==== Data for the task
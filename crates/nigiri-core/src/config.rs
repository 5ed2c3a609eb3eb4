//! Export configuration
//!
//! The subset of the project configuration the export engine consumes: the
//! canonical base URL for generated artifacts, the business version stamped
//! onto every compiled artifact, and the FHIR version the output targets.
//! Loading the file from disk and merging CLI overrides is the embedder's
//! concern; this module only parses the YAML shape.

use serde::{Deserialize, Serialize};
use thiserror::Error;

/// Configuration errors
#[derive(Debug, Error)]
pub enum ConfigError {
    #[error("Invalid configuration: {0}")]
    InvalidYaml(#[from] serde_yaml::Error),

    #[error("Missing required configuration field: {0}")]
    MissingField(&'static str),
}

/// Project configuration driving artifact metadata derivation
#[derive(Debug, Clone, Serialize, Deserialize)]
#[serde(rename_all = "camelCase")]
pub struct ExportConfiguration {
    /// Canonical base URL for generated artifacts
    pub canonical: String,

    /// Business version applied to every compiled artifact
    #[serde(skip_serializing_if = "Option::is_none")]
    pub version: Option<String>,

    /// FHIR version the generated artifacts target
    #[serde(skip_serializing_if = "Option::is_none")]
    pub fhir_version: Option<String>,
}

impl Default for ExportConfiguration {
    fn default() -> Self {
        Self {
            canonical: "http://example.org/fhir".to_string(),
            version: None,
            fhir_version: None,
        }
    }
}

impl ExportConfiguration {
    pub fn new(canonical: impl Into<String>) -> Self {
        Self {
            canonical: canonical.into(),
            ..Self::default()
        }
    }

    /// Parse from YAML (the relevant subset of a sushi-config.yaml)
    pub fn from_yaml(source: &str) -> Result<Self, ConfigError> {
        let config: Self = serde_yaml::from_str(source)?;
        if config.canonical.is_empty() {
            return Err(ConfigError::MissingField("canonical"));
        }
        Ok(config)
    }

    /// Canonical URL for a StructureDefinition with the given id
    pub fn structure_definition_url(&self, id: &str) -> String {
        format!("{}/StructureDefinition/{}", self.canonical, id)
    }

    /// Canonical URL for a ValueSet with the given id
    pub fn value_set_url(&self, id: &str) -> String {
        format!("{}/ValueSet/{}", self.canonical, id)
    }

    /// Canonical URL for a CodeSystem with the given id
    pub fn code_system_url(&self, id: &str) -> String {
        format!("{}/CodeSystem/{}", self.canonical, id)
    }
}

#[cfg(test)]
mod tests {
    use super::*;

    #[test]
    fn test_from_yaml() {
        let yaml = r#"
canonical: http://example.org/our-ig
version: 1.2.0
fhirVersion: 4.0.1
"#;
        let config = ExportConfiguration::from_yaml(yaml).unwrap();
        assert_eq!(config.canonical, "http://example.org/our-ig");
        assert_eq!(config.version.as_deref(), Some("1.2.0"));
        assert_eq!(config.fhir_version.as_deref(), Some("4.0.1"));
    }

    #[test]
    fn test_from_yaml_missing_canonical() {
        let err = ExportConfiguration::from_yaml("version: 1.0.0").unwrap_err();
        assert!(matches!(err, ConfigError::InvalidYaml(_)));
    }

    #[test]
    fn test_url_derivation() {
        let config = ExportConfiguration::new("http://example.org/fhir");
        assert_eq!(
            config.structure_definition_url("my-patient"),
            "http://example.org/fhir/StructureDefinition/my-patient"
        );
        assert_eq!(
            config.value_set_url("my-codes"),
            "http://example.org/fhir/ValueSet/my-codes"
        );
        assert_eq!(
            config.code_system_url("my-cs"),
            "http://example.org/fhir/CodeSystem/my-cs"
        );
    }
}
========
> _Instructions to follow_: Retype the first line of the entries and every line after it, please, through the line that contains "applied to every compiled artifact". Add nothing.

> _Result below_:
filename crates/nigiri-core/src/config.rs
repository 5ed2c3a609eb3eb4
//! Export configuration
//!
//! The subset of the project configuration the export engine consumes: the
//! canonical base URL for generated artifacts, the business version stamped
//! onto every compiled artifact, and the FHIR version the output targets.
//! Loading the file from disk and merging CLI overrides is the embedder's
//! concern; this module only parses the YAML shape.

use serde::{Deserialize, Serialize};
use thiserror::Error;

/// Configuration errors
#[derive(Debug, Error)]
pub enum ConfigError {
    #[error("Invalid configuration: {0}")]
    InvalidYaml(#[from] serde_yaml::Error),

    #[error("Missing required configuration field: {0}")]
    MissingField(&'static str),
}

/// Project configuration driving artifact metadata derivation
#[derive(Debug, Clone, Serialize, Deserialize)]
#[serde(rename_all = "camelCase")]
pub struct ExportConfiguration {
    /// Canonical base URL for generated artifacts
    pub canonical: String,

    /// Business version applied to every compiled artifact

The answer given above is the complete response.